- TRY IT -
Look through the data and write out every line with the word "Create" in it.

PROVIDED DATA below:

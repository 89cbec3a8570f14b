//! Message domain types.
//!
//! A conversation history is an ordered `Vec<Message>` owned by the session
//! store. Messages flow through the whole system: the gateway receives user
//! text, the agent pipeline threads the history through its stages, and the
//! provider serializes it onto the wire.

use chrono::{DateTime, Utc};
use serde::{Deserialize, Serialize};
use uuid::Uuid;

/// The role of a message sender in a conversation.
#[derive(Debug, Clone, Copy, PartialEq, Eq, Serialize, Deserialize)]
#[serde(rename_all = "lowercase")]
pub enum Role {
    /// The end user
    User,
    /// The AI assistant
    Assistant,
    /// System instructions (assistant persona, summaries)
    System,
    /// Tool execution result
    Tool,
}

impl Role {
    /// The lowercase wire name, also used when rendering history for
    /// token counting and summarization.
    pub fn as_str(&self) -> &'static str {
        match self {
            Role::User => "user",
            Role::Assistant => "assistant",
            Role::System => "system",
            Role::Tool => "tool",
        }
    }
}

/// A single message in a conversation.
#[derive(Debug, Clone, Serialize, Deserialize)]
pub struct Message {
    /// Unique message ID
    pub id: String,

    /// Who sent this message
    pub role: Role,

    /// The text content
    pub content: String,

    /// Tool calls requested by the assistant (if any)
    #[serde(default, skip_serializing_if = "Vec::is_empty")]
    pub tool_calls: Vec<MessageToolCall>,

    /// If this is a tool result, which tool call it responds to
    #[serde(default, skip_serializing_if = "Option::is_none")]
    pub tool_call_id: Option<String>,

    /// Timestamp
    pub timestamp: DateTime<Utc>,
}

impl Message {
    fn new(role: Role, content: impl Into<String>) -> Self {
        Self {
            id: Uuid::new_v4().to_string(),
            role,
            content: content.into(),
            tool_calls: Vec::new(),
            tool_call_id: None,
            timestamp: Utc::now(),
        }
    }

    /// Create a new user message.
    pub fn user(content: impl Into<String>) -> Self {
        Self::new(Role::User, content)
    }

    /// Create a new assistant message.
    pub fn assistant(content: impl Into<String>) -> Self {
        Self::new(Role::Assistant, content)
    }

    /// Create a new system message.
    pub fn system(content: impl Into<String>) -> Self {
        Self::new(Role::System, content)
    }

    /// Create a tool result message.
    ///
    /// Invariant: `tool_call_id` must match a tool call from a preceding
    /// assistant message in the same round, so the model can associate the
    /// result with the request.
    pub fn tool_result(tool_call_id: impl Into<String>, content: impl Into<String>) -> Self {
        let mut msg = Self::new(Role::Tool, content);
        msg.tool_call_id = Some(tool_call_id.into());
        msg
    }

    /// Render as a `"{role}: {content}"` line.
    ///
    /// This is the canonical form for token budgeting and for the
    /// summarization blob — both must measure the same text.
    pub fn render(&self) -> String {
        format!("{}: {}", self.role.as_str(), self.content)
    }
}

/// A tool call embedded in an assistant message.
#[derive(Debug, Clone, Serialize, Deserialize)]
pub struct MessageToolCall {
    /// Unique ID for this tool call
    pub id: String,

    /// Name of the tool to invoke
    pub name: String,

    /// Arguments as a JSON string (exactly as the model produced them)
    pub arguments: String,
}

End of PROVIDED DATA.

- WRITTEN SOLUTION -
    /// Create a new user message.
    /// Create a new assistant message.
    /// Create a new system message.
    /// Create a tool result message.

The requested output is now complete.